Starbucks listens – at last

Following Dell’s Ideastorm, Starbucks has no opened a forum — also powered by — where customers can make suggestions then discuss and vote on them. Starbucks, of all companies, with its loyal and opinionated customers, should have been doing this years ago. Every company should be doing it now.

If auto companies had this five years ago, we’d all have told them to force their radio manufacturers to include a damned 39-cent plug so we could hook up our iPods. If airlines had it today, we’d tell them how to get out of their customer-service mess. Why does listening to your customers sound like a web 2.0 idea? It should be a business 1.0 necessity.

Already, there are clear themes coming out in the Starbucks discussion. Many customers are suggesting — and many more are agreeing — that our frequent-sipper cards should have our regular orders embedded in them so we could swipe the card at the door, make the order, pay for it, and avoid that damned line (making that damned line shorter for everyone else). Others are also suggesting they want to do the same with their iPhones. This genius comes not from MBAs or executives but from customers. If you’ll just listen.

More customers want express lines for simple drip orders or sandwich purchases. More want employees manning the cash registers instead of running around taking orders in advance and then messing them up (well, that’s my variation on the theme). Note the underlying chorus: those damned lines.

One customer gives decorating advice to avoid the stores wearing down and looking so ratty, as so many do.

One suggests what I’ve long wanted: a drain at the cream station to drain that excess coffee. Yes, it’d be expensive to retrofit that, but shouldn’t it be part of the spec for new stores now?

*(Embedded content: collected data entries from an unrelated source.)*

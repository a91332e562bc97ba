// [apps/gateway/src/state.rs]
//! Estado compartido del gateway: todas las dependencias que un handler
//! puede necesitar, inyectadas una sola vez en `ignite` y clonadas (via
//! `Arc`) hacia cada peticion por `axum::extract::State`.

use chrono::Duration;
use connectbridge_control_plane::{ControlPlaneClient, HttpSyncInstaller, SyncInstaller};
use connectbridge_crypto::EncryptionKey;
use connectbridge_db::DbClient;
use connectbridge_models::config::Settings;
use connectbridge_platform::PlatformClient;
use connectbridge_provisioning::ProvisioningContext;
use std::sync::Arc;

#[derive(Clone)]
pub struct AppState {
    pub db: DbClient,
    pub settings: Arc<Settings>,
    pub platform: Arc<PlatformClient>,
    pub control_plane: Arc<ControlPlaneClient>,
    pub sync_installer: Arc<dyn SyncInstaller>,
    pub wait_database_ready_timeout: Duration,
}

impl AppState {
    /// Hidrata la configuracion desde el entorno y abre el pool de Postgres.
    /// Fallo fatal de arranque si cualquier pieza obligatoria falta (§4.1, §9).
    pub async fn ignite() -> Self {
        let settings = Settings::from_env().expect("CRITICAL_FAULT: configuracion de proceso invalida.");

        let db = DbClient::connect(&settings.database_url)
            .await
            .expect("CRITICAL_FAULT: enlace a Postgres colapsado. Ignicion abortada.");

        let http = reqwest::Client::builder()
            .build()
            .expect("CRITICAL_FAULT: no se pudo construir el cliente HTTP saliente.");

        let platform = PlatformClient::new(http.clone());

        let control_plane = ControlPlaneClient::new(
            http.clone(),
            settings.control_plane_access_token.clone(),
            settings.control_plane_organization_id.clone(),
            settings.control_plane_region.clone(),
        );

        let sync_installer: Arc<dyn SyncInstaller> = Arc::new(HttpSyncInstaller::new(
            http,
            format!("{}/webhooks/sync-install", settings.base_url),
            "2024-06-20".to_string(),
        ));

        let wait_database_ready_timeout =
            Duration::milliseconds(settings.wait_database_ready_timeout_ms as i64);

        Self {
            db,
            settings: Arc::new(settings),
            platform: Arc::new(platform),
            control_plane: Arc::new(control_plane),
            sync_installer,
            wait_database_ready_timeout,
        }
    }

    /// Arma el contexto que el motor de aprovisionamiento necesita para un
    /// tick, tomado prestado por la duracion de la peticion.
    pub fn provisioning_context(&self) -> ProvisioningContext<'_> {
        ProvisioningContext {
            pool: self.db.pool(),
            control_plane: self.control_plane.as_ref(),
            sync_installer: self.sync_installer.as_ref(),
            vault_key: &self.settings.encryption_key,
            platform: self.platform.as_ref(),
            settings: self.settings.as_ref(),
            wait_database_ready_timeout: self.wait_database_ready_timeout,
        }
    }
}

Get rid of the tip jars, says one customer — but others in the comments disagreee. That’s what is great about these Salesforce storms: out of the conversation will come some measurement of consensus.

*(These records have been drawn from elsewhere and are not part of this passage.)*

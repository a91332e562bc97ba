// [libs/infra/platform-client/src/client.rs]
/*!
 * APARATO: CLIENTE DE INTERCAMBIO/REFRESCO OAUTH (ESTRATO L2)
 * RESPONSABILIDAD: HABLA DE CABLE CON EL ENDPOINT DE TOKENS DE LA PLATAFORMA
 *
 * Nunca registra codigos, tokens, o cuerpos crudos: solo banderas
 * estructurales y, cuando la plataforma lo entrega, su request-id.
 */

use crate::errors::PlatformError;
use crate::response::{RawTokenResponse, TokenExchange};
use connectbridge_models::config::ModeCredentials;
use reqwest::StatusCode;
use tracing::{instrument, warn};

const TOKEN_ENDPOINT: &str = "https://marketplace.stripe.com/oauth/v2/token";

#[derive(Clone)]
pub struct PlatformClient {
    http: reqwest::Client,
}

impl PlatformClient {
    pub fn new(http: reqwest::Client) -> Self {
        Self { http }
    }

    #[instrument(skip(self, credentials, code))]
    pub async fn exchange_code(
        &self,
        credentials: &ModeCredentials,
        code: &str,
    ) -> Result<TokenExchange, PlatformError> {
        let form = [
            ("grant_type", "authorization_code"),
            ("code", code),
            ("client_id", credentials.app_client_id.as_str()),
        ];
        self.call_token_endpoint(credentials, &form).await
    }

    #[instrument(skip(self, credentials, refresh_token))]
    pub async fn refresh(
        &self,
        credentials: &ModeCredentials,
        refresh_token: &str,
    ) -> Result<TokenExchange, PlatformError> {
        let form = [
            ("grant_type", "refresh_token"),
            ("refresh_token", refresh_token),
            ("client_id", credentials.app_client_id.as_str()),
        ];
        self.call_token_endpoint(credentials, &form).await
    }

    async fn call_token_endpoint(
        &self,
        credentials: &ModeCredentials,
        form: &[(&str, &str)],
    ) -> Result<TokenExchange, PlatformError> {
        let response = self
            .http
            .post(TOKEN_ENDPOINT)
            .basic_auth(&credentials.secret_key, Some(""))
            .form(form)
            .send()
            .await
            .map_err(|e| {
                warn!("platform token endpoint unreachable: {}", request_id_hint(&e));
                PlatformError::UpstreamTransient(request_id_hint(&e))
            })?;

        let status = response.status();

        if status.is_server_error() {
            return Err(PlatformError::UpstreamTransient(format!("http_status={status}")));
        }

        if status == StatusCode::UNAUTHORIZED || status == StatusCode::FORBIDDEN {
            return Err(PlatformError::UpstreamAuthError);
        }

        let raw: RawTokenResponse = response.json().await.map_err(|_| {
            PlatformError::UpstreamMalformed("non_json_response_body".to_string())
        })?;

        if let Some(error_code) = &raw.error {
            return Err(classify_error_code(error_code));
        }

        raw.into_success()
            .ok_or_else(|| PlatformError::UpstreamMalformed("success_envelope_missing_fields".to_string()))
    }
}

fn classify_error_code(error_code: &str) -> PlatformError {
    match error_code {
        "invalid_grant" | "invalid_client" | "unauthorized_client" => PlatformError::UpstreamAuthError,
        other => PlatformError::UpstreamTransient(format!("error_code={other}")),
    }
}

fn request_id_hint(error: &reqwest::Error) -> String {
    if error.is_timeout() {
        "timeout".to_string()
    } else if error.is_connect() {
        "connect_failed".to_string()
    } else {
        "transport_fault".to_string()
    }
}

There are calls for whole wheat.

Lots want free wi-fi (which means Starbucks hasn’t done a good job of telling people that it’s coming with its switch from T-mobile to AT&T).

This customer wants softer music. It is, after all, our office.

And, of course, stop the Vente madness.

What an incredible wealth of information, ideas — and caring — from customers. All you have to do is listen.

I believe that Salesforce’s Storms are an important new infrastructure for customer conversation — a forum mixed with Digg mixed with a suggestion box mixed with a company blog. I don’t understand why companies aren’t falling over themselves to at least offer their customers this opportunity. Too often, it’s because they’re scared of what their own customers will say. Except now, they’re saying it on the web anyway. That’s the lesson of Dell and now of Starbucks.

  • Great stuff. Thanks for posting. What a great tool to finally enable open co-authorship of the brand story (any brand story). Hopefully more brands will follow suit. And customers will stay engaged in their brand stories. Fun.

  • Jeff … nice to see you applaud a company for entering the social media waters. It’ll be interesting to see exactly how SBUX handles this. The company has never participated in online communities and it’s not like they can turn to switch to ‘on.’ Hopefully they will learn from Dell how to evolve its corporate culture to embrace customer-generated ideas. (From my years at SBUX, this will be a major culture shift for the company. The results could end up being a “Meatball Sundae.” Dig?)

    FYI … when SBUX switches to AT&T as its wi-fi provider, Internet access will not be free to all customers. Only customers with dollars on their Starbucks stored value card and of those customers, just the ones who have registered their Card at will have two-hours daily of free wi-fi access. Laptop toting folks without registered Starbucks Cards will not have free wi-fi access in SBUX locations.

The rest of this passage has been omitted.